What is being asked: Tell me how many lines in the data below hold the string "Serialize", and say nothing else.

Information supplied:
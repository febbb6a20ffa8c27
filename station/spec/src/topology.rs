//! Static antenna/console table loaded once at startup.
//!
//! Every antenna owns a fixed address and a finite set of gateways it accepts.
//! Consoles are derived from the antenna table (`console_<antenna_id>`), so the
//! console/antenna binding is 1:1 by construction.

use std::collections::{BTreeMap, BTreeSet};
use std::net::Ipv4Addr;

use serde::{Deserialize, Serialize};
use thiserror::Error;

use crate::address::{parse_address, AddressError};

/// Antenna identifier (e.g. `ac1`).
pub type AntennaId = String;

/// Console identifier (e.g. `console_ac1`).
pub type ConsoleId = String;

/// Prefix that binds a console to its antenna.
pub const CONSOLE_PREFIX: &str = "console_";

/// Console id bound to `antenna_id`.
pub fn console_id_for(antenna_id: &str) -> ConsoleId {
    format!("{CONSOLE_PREFIX}{antenna_id}")
}

/// Registry errors.
#[derive(Debug, Clone, Error, PartialEq, Eq)]
pub enum TopologyError {
    /// No antenna with this id.
    #[error("unknown antenna: {0}")]
    UnknownAntenna(String),
    /// No console with this id.
    #[error("unknown console: {0}")]
    UnknownConsole(String),
    /// Antenna id declared twice in the load table.
    #[error("duplicate antenna id: {0}")]
    DuplicateAntenna(String),
    /// Antenna declared without any gateway.
    #[error("antenna {0} has no allowed gateways")]
    NoGateways(String),
    /// Bad address literal in the load table.
    #[error("antenna {antenna}: {source}")]
    Address {
        /// Antenna whose entry failed to parse.
        antenna: String,
        /// Underlying parse error.
        #[source]
        source: AddressError,
    },
    /// Load table is not valid JSON for [`TopologySpec`].
    #[error("malformed topology table: {0}")]
    Malformed(String),
}

/// One antenna entry of the load table.
#[derive(Debug, Clone, Serialize, Deserialize, PartialEq, Eq)]
pub struct AntennaSpec {
    /// Antenna id.
    pub id: AntennaId,
    /// Provisioned address.
    pub fixed_ip: String,
    /// Gateways the antenna accepts.
    pub allowed_gateways: Vec<String>,
    /// Serial number suffix printed on the unit.
    #[serde(default)]
    pub serial_suffix: Option<String>,
}

/// External load format of the registry.
#[derive(Debug, Clone, Default, Serialize, Deserialize, PartialEq, Eq)]
pub struct TopologySpec {
    /// Antenna entries.
    pub antennas: Vec<AntennaSpec>,
}

impl TopologySpec {
    /// Decode a table from JSON bytes.
    pub fn from_json(bytes: &[u8]) -> Result<Self, TopologyError> {
        serde_json::from_slice(bytes).map_err(|err| TopologyError::Malformed(err.to_string()))
    }
}

/// Validated antenna descriptor.
#[derive(Debug, Clone, PartialEq, Eq)]
pub struct AntennaDescriptor {
    /// Antenna id.
    pub id: AntennaId,
    /// Provisioned address; not user-chosen.
    pub fixed_ip: Ipv4Addr,
    /// Gateways the antenna accepts.
    pub allowed_gateways: BTreeSet<Ipv4Addr>,
    /// Serial number suffix, if known.
    pub serial_suffix: Option<String>,
}

impl AntennaDescriptor {
    /// Console bound to this antenna.
    pub fn console_id(&self) -> ConsoleId {
        console_id_for(&self.id)
    }

    /// Whether `gateway` is accepted by this antenna.
    pub fn allows_gateway(&self, gateway: Ipv4Addr) -> bool {
        self.allowed_gateways.contains(&gateway)
    }

    /// Allowed gateways rendered as `a, b`.
    pub fn allowed_gateways_display(&self) -> String {
        self.allowed_gateways
            .iter()
            .map(Ipv4Addr::to_string)
            .collect::<Vec<_>>()
            .join(", ")
    }
}

/// Read-only antenna/console lookup.
#[derive(Debug, Clone, Default)]
pub struct TopologyRegistry {
    antennas: BTreeMap<AntennaId, AntennaDescriptor>,
    consoles: BTreeMap<ConsoleId, AntennaId>,
}

impl TopologyRegistry {
    /// Build a registry from a load table, rejecting bad literals and duplicates.
    pub fn from_spec(spec: &TopologySpec) -> Result<Self, TopologyError> {
        let mut registry = Self::default();
        for entry in &spec.antennas {
            if registry.antennas.contains_key(&entry.id) {
                return Err(TopologyError::DuplicateAntenna(entry.id.clone()));
            }
            let parse = |text: &str| {
                parse_address(text).map_err(|source| TopologyError::Address {
                    antenna: entry.id.clone(),
                    source,
                })
            };
            let fixed_ip = parse(&entry.fixed_ip)?;
            let allowed_gateways = entry
                .allowed_gateways
                .iter()
                .map(|gw| parse(gw))
                .collect::<Result<BTreeSet<_>, _>>()?;
            if allowed_gateways.is_empty() {
                return Err(TopologyError::NoGateways(entry.id.clone()));
            }
            let descriptor = AntennaDescriptor {
                id: entry.id.clone(),
                fixed_ip,
                allowed_gateways,
                serial_suffix: entry.serial_suffix.clone(),
            };
            registry
                .consoles
                .insert(descriptor.console_id(), entry.id.clone());
            registry.antennas.insert(entry.id.clone(), descriptor);
        }
        Ok(registry)
    }

    /// Decode and validate a JSON load table.
    pub fn from_json(bytes: &[u8]) -> Result<Self, TopologyError> {
        Self::from_spec(&TopologySpec::from_json(bytes)?)
    }

    /// Built-in two-pair training topology.
    pub fn reference() -> Self {
        let table = reference_spec();
        // The built-in table is a constant; a failure here is a programming error.
        Self::from_spec(&table).expect("reference topology is well-formed")
    }

    /// Descriptor for `antenna_id`.
    pub fn antenna(&self, antenna_id: &str) -> Result<&AntennaDescriptor, TopologyError> {
        self.antennas
            .get(antenna_id)
            .ok_or_else(|| TopologyError::UnknownAntenna(antenna_id.to_string()))
    }

    /// Antenna bound to `console_id`.
    pub fn antenna_for_console(
        &self,
        console_id: &str,
    ) -> Result<&AntennaDescriptor, TopologyError> {
        let antenna_id = self
            .consoles
            .get(console_id)
            .ok_or_else(|| TopologyError::UnknownConsole(console_id.to_string()))?;
        self.antenna(antenna_id)
    }

    /// Console bound to `antenna_id`.
    pub fn console_for_antenna(&self, antenna_id: &str) -> Result<ConsoleId, TopologyError> {
        self.antenna(antenna_id).map(AntennaDescriptor::console_id)
    }

    /// All antennas in id order.
    pub fn antennas(&self) -> impl Iterator<Item = &AntennaDescriptor> {
        self.antennas.values()
    }

    /// All consoles in id order.
    pub fn consoles(&self) -> impl Iterator<Item = &ConsoleId> {
        self.consoles.keys()
    }

    /// Number of console/antenna pairs.
    pub fn len(&self) -> usize {
        self.antennas.len()
    }

    /// Whether the registry has no pairs.
    pub fn is_empty(&self) -> bool {
        self.antennas.is_empty()
    }
}

/// Load table of the built-in training topology.
pub fn reference_spec() -> TopologySpec {
    let antenna = |id: &str, fixed_ip: &str, gateway: &str, serial: &str| AntennaSpec {
        id: id.into(),
        fixed_ip: fixed_ip.into(),
        allowed_gateways: vec!["192.168.222.222".into(), gateway.into()],
        serial_suffix: Some(serial.into()),
    };
    TopologySpec {
        antennas: vec![
            antenna("ac1", "192.168.1.1", "10.0.0.115", "15"),
            antenna("ac2", "192.168.2.1", "10.0.0.125", "25"),
        ],
    }
}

Output for this task: 3